§ **Data under study**:

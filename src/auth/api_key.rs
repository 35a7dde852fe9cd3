use rocket::Request;
use rocket::http::Status;
use rocket::request::{FromRequest, Outcome};

use crate::config::AppConfig;
use crate::error::AppError;

pub const API_KEY_HEADER: &str = "x-api-key";

/// Request guard for mutating routes: the `x-api-key` header must equal the
/// configured shared secret. Rocket evaluates it before the body is
/// validated, so a bad key always yields 401.
#[derive(Debug)]
pub struct ApiKey;

#[rocket::async_trait]
impl<'r> FromRequest<'r> for ApiKey {
    type Error = AppError;

    async fn from_request(request: &'r Request<'_>) -> Outcome<Self, Self::Error> {
        let auth_span = tracing::info_span!("api_key_guard");
        let _guard = auth_span.enter();

        let config = match request.rocket().state::<AppConfig>() {
            Some(config) => config,
            _ => {
                tracing::error!("Application config not found in managed state");
                return Outcome::Error((
                    Status::InternalServerError,
                    AppError::Internal("missing application config".to_string()),
                ));
            }
        };

        match request.headers().get_one(API_KEY_HEADER) {
            Some(key) if !key.is_empty() && key == config.api_key => Outcome::Success(ApiKey),
            Some(_) => {
                tracing::warn!(uri = %request.uri(), "Rejected request with invalid API key");
                Outcome::Error((
                    Status::Unauthorized,
                    AppError::Authentication("Invalid API key".to_string()),
                ))
            }
            None => {
                tracing::warn!(uri = %request.uri(), "Rejected request without API key");
                Outcome::Error((
                    Status::Unauthorized,
                    AppError::Authentication("Missing API key".to_string()),
                ))
            }
        }
    }
}
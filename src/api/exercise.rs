use rocket::State;
use rocket::http::Status;
use rocket::response::status::{Accepted, Created};
use rocket::serde::json::Json;
use serde::Deserialize;
use sqlx::{Pool, Sqlite};
use validator::Validate;

use super::require_target;
use crate::auth::ApiKey;
use crate::db::{delete, get, insert, list, new_identifier, replace};
use crate::error::AppError;
use crate::models::Exercise;
use crate::validation::{JsonBody, JsonValidateExt, require_identifier};

#[derive(Debug, Deserialize, Validate)]
#[serde(rename_all = "camelCase")]
pub struct ExerciseRequest {
    #[serde(default)]
    #[validate(length(min = 1, message = "name is required"))]
    pub name: String,
    pub description: Option<String>,
    pub image_url: Option<String>,
}

impl ExerciseRequest {
    fn into_exercise(self, exercise_id: String) -> Exercise {
        Exercise {
            exercise_id,
            name: self.name,
            description: self.description,
            image_url: self.image_url,
        }
    }
}

#[get("/exercise")]
pub async fn get_exercises(db: &State<Pool<Sqlite>>) -> Result<Json<Vec<Exercise>>, AppError> {
    Ok(Json(list::<Exercise>(db).await?))
}

#[get("/exercise/<id>")]
pub async fn get_exercise(
    id: &str,
    db: &State<Pool<Sqlite>>,
) -> Result<Json<Exercise>, AppError> {
    require_identifier("id", id)?;
    Ok(Json(get::<Exercise>(db, id).await?))
}

#[post("/exercise", data = "<exercise>")]
pub async fn create_exercise(
    _key: ApiKey,
    exercise: JsonBody<'_, ExerciseRequest>,
    db: &State<Pool<Sqlite>>,
) -> Result<Created<Json<Exercise>>, AppError> {
    let exercise = exercise.validated()?.into_exercise(new_identifier());

    insert(db, &exercise).await?;

    Ok(Created::new(format!("/exercise/{}", exercise.exercise_id)).body(Json(exercise)))
}

#[put("/exercise/<id>", data = "<exercise>")]
pub async fn update_exercise(
    _key: ApiKey,
    id: &str,
    exercise: JsonBody<'_, ExerciseRequest>,
    db: &State<Pool<Sqlite>>,
) -> Result<Accepted<Json<Exercise>>, AppError> {
    let request = exercise.validated()?;
    require_identifier("id", id)?;
    require_target::<Exercise>(db, id).await?;

    let exercise = request.into_exercise(id.to_string());
    replace(db, &exercise).await?;

    Ok(Accepted(Json(exercise)))
}

/// Set placements and muscle links that point at the exercise are left as is.
#[delete("/exercise/<id>")]
pub async fn delete_exercise(
    _key: ApiKey,
    id: &str,
    db: &State<Pool<Sqlite>>,
) -> Result<Status, AppError> {
    require_identifier("id", id)?;
    delete::<Exercise>(db, id).await?;

    Ok(Status::Ok)
}
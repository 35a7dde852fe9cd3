pub mod api_key;
pub mod catchers;

pub use api_key::*;
pub use catchers::*;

§ **The task**: Set down an exact copy of the entries above.

§ **The completed task**:
filename src/auth/api_key.rs
repository 35a7dde852fe9cd3
use rocket::Request;
use rocket::http::Status;
use rocket::request::{FromRequest, Outcome};

use crate::config::AppConfig;
use crate::error::AppError;

pub const API_KEY_HEADER: &str = "x-api-key";

/// Request guard for mutating routes: the `x-api-key` header must equal the
/// configured shared secret. Rocket evaluates it before the body is
/// validated, so a bad key always yields 401.
#[derive(Debug)]
pub struct ApiKey;

#[rocket::async_trait]
impl<'r> FromRequest<'r> for ApiKey {
    type Error = AppError;

    async fn from_request(request: &'r Request<'_>) -> Outcome<Self, Self::Error> {
        let auth_span = tracing::info_span!("api_key_guard");
        let _guard = auth_span.enter();

        let config = match request.rocket().state::<AppConfig>() {
            Some(config) => config,
            _ => {
                tracing::error!("Application config not found in managed state");
                return Outcome::Error((
                    Status::InternalServerError,
                    AppError::Internal("missing application config".to_string()),
                ));
            }
        };

        match request.headers().get_one(API_KEY_HEADER) {
            Some(key) if !key.is_empty() && key == config.api_key => Outcome::Success(ApiKey),
            Some(_) => {
                tracing::warn!(uri = %request.uri(), "Rejected request with invalid API key");
                Outcome::Error((
                    Status::Unauthorized,
                    AppError::Authentication("Invalid API key".to_string()),
                ))
            }
            None => {
                tracing::warn!(uri = %request.uri(), "Rejected request without API key");
                Outcome::Error((
                    Status::Unauthorized,
                    AppError::Authentication("Missing API key".to_string()),
                ))
            }
        }
    }
}
filename src/api/exercise.rs
use rocket::State;
use rocket::http::Status;
use rocket::response::status::{Accepted, Created};
use rocket::serde::json::Json;
use serde::Deserialize;
use sqlx::{Pool, Sqlite};
use validator::Validate;

use super::require_target;
use crate::auth::ApiKey;
use crate::db::{delete, get, insert, list, new_identifier, replace};
use crate::error::AppError;
use crate::models::Exercise;
use crate::validation::{JsonBody, JsonValidateExt, require_identifier};

#[derive(Debug, Deserialize, Validate)]
#[serde(rename_all = "camelCase")]
pub struct ExerciseRequest {
    #[serde(default)]
    #[validate(length(min = 1, message = "name is required"))]
    pub name: String,
    pub description: Option<String>,
    pub image_url: Option<String>,
}

impl ExerciseRequest {
    fn into_exercise(self, exercise_id: String) -> Exercise {
        Exercise {
            exercise_id,
            name: self.name,
            description: self.description,
            image_url: self.image_url,
        }
    }
}

#[get("/exercise")]
pub async fn get_exercises(db: &State<Pool<Sqlite>>) -> Result<Json<Vec<Exercise>>, AppError> {
    Ok(Json(list::<Exercise>(db).await?))
}

#[get("/exercise/<id>")]
pub async fn get_exercise(
    id: &str,
    db: &State<Pool<Sqlite>>,
) -> Result<Json<Exercise>, AppError> {
    require_identifier("id", id)?;
    Ok(Json(get::<Exercise>(db, id).await?))
}

#[post("/exercise", data = "<exercise>")]
pub async fn create_exercise(
    _key: ApiKey,
    exercise: JsonBody<'_, ExerciseRequest>,
    db: &State<Pool<Sqlite>>,
) -> Result<Created<Json<Exercise>>, AppError> {
    let exercise = exercise.validated()?.into_exercise(new_identifier());

    insert(db, &exercise).await?;

    Ok(Created::new(format!("/exercise/{}", exercise.exercise_id)).body(Json(exercise)))
}

#[put("/exercise/<id>", data = "<exercise>")]
pub async fn update_exercise(
    _key: ApiKey,
    id: &str,
    exercise: JsonBody<'_, ExerciseRequest>,
    db: &State<Pool<Sqlite>>,
) -> Result<Accepted<Json<Exercise>>, AppError> {
    let request = exercise.validated()?;
    require_identifier("id", id)?;
    require_target::<Exercise>(db, id).await?;

    let exercise = request.into_exercise(id.to_string());
    replace(db, &exercise).await?;

    Ok(Accepted(Json(exercise)))
}

/// Set placements and muscle links that point at the exercise are left as is.
#[delete("/exercise/<id>")]
pub async fn delete_exercise(
    _key: ApiKey,
    id: &str,
    db: &State<Pool<Sqlite>>,
) -> Result<Status, AppError> {
    require_identifier("id", id)?;
    delete::<Exercise>(db, id).await?;

    Ok(Status::Ok)
}
repository 35a7dde852fe9cd3
pub mod api_key;
pub mod catchers;

pub use api_key::*;
pub use catchers::*;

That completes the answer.